We believe that adjusted loss per share from continuing operations provides meaningful supplemental information regarding the Company's performance by excluding certain charges that may not be indicative of Valaris’s ongoing operating results. This allows investors and others to better compare financial results across accounting periods and to those of peer companies, and to better understand the long-term performance of our business.
Valaris defines "Adjusted EBITDA" as net loss from continuing operations before income tax expense, interest expense, reorganization items, net, other (income) expense, depreciation expense, amortization, net, loss on impairment, equity in earnings of ARO, (gain) loss on asset disposals, merger transaction and integration costs and lease modification adjustment. Adjusted EBITDA is a non-GAAP measure that our management uses to facilitate period-to-period comparisons of our core operating performance and to evaluate our long-term financial performance against that of our peers. We believe that this measure is useful to investors and analysts in allowing for greater transparency of our core operating performance and makes it easier to compare our results with those of other companies within our industry. Adjusted EBITDA should not be considered (a) in isolation of, or as a substitute for, net income (loss), (b) as an indication of cash flows from operating activities, or (c) as a measure of liquidity. Adjusted EBITDA may not be comparable to other similarly titled measures reported by other companies.

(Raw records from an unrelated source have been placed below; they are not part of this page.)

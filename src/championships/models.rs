use chrono::{DateTime, Datelike, Utc};
use serde::{Deserialize, Serialize};
use sqlx::FromRow;
use std::cmp::Reverse;
use std::fmt;
use std::str::FromStr;
use uuid::Uuid;

use crate::shared::AppError;
use crate::users::UserModel;

/// A calendar month in `YYYY-MM` form, the key of the crown history
#[derive(Debug, Clone, Copy, PartialEq, Eq, PartialOrd, Ord, Hash)]
pub struct MonthLabel {
    year: i32,
    month: u32,
}

impl MonthLabel {
    pub fn new(year: i32, month: u32) -> Result<Self, AppError> {
        if !(1..=12).contains(&month) || !(1..=9999).contains(&year) {
            return Err(AppError::Validation(format!(
                "Invalid month {:04}-{:02}",
                year, month
            )));
        }
        Ok(Self { year, month })
    }

    pub fn from_datetime(at: DateTime<Utc>) -> Self {
        Self {
            year: at.year(),
            month: at.month(),
        }
    }

    pub fn previous(&self) -> Self {
        if self.month == 1 {
            Self {
                year: self.year - 1,
                month: 12,
            }
        } else {
            Self {
                year: self.year,
                month: self.month - 1,
            }
        }
    }
}

impl fmt::Display for MonthLabel {
    fn fmt(&self, f: &mut fmt::Formatter<'_>) -> fmt::Result {
        write!(f, "{:04}-{:02}", self.year, self.month)
    }
}

impl FromStr for MonthLabel {
    type Err = AppError;

    fn from_str(s: &str) -> Result<Self, Self::Err> {
        let invalid = || AppError::Validation(format!("Month label must be YYYY-MM, got '{}'", s));

        let (year, month) = s.split_once('-').ok_or_else(invalid)?;
        if year.len() != 4 || month.len() != 2 {
            return Err(invalid());
        }
        let year: i32 = year.parse().map_err(|_| invalid())?;
        let month: u32 = month.parse().map_err(|_| invalid())?;

        Self::new(year, month)
    }
}

/// Database model for monthly_championships table, unique on month_label
#[derive(Debug, Clone, PartialEq, Eq, FromRow, Serialize, Deserialize)]
pub struct MonthlyChampionshipRecord {
    pub id: Uuid,
    pub user_id: Uuid,
    pub month_label: String,
    pub points: i32, // winner's monthly_points when crowned
    pub awarded_at: DateTime<Utc>,
    pub awarded_by: String,
}

impl MonthlyChampionshipRecord {
    pub fn new(winner: &UserModel, month_label: MonthLabel, awarded_by: &str) -> Self {
        Self {
            id: Uuid::new_v4(),
            user_id: winner.id,
            month_label: month_label.to_string(),
            points: winner.monthly_points,
            awarded_at: Utc::now(),
            awarded_by: awarded_by.to_string(),
        }
    }
}

/// Picks the monthly leader: most monthly points, then the oldest account,
/// then the lowest id. Nobody qualifies without points this month.
pub fn select_monthly_leader<'a, I>(users: I) -> Option<&'a UserModel>
where
    I: IntoIterator<Item = &'a UserModel>,
{
    users
        .into_iter()
        .filter(|user| user.monthly_points > 0)
        .min_by_key(|user| (Reverse(user.monthly_points), user.created_at, user.id))
}

#[derive(Debug, Clone, Copy, PartialEq, Eq, Serialize, Deserialize)]
pub struct ResetSummary {
    pub users_reset: u64,
}

/// What a rollover run did for the month the counters belonged to
#[derive(Debug, Clone, PartialEq, Eq, Serialize, Deserialize)]
pub struct RolloverOutcome {
    pub month_label: String,
    /// Crown awarded by this run, if any
    pub championship: Option<MonthlyChampionshipRecord>,
    /// Users reset by this run; `None` when nothing was reset
    pub users_reset: Option<u64>,
}

impl RolloverOutcome {
    /// A run that found the month still open
    pub fn idle(month_label: String) -> Self {
        Self {
            month_label,
            championship: None,
            users_reset: None,
        }
    }
}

Valaris defines ARO "EBITDA" as net income before income tax expense, other expense, net and depreciation expense. EBITDA is a non-GAAP measure that our management uses to facilitate period-to-period comparisons of ARO's core operating performance and to evaluate ARO's long-term financial performance against that of ARO's peers. We believe that this measure is useful to investors and analysts in allowing for greater transparency of ARO's core operating performance and makes it easier to compare ARO's results with those of other companies within ARO's industry. EBITDA should not be considered (a) in isolation of, or as a substitute for, net income (loss), (b) as an indication of cash flows from operating activities, or (c) as a measure of liquidity. EBITDA may not be comparable to other similarly titled measures reported by other companies.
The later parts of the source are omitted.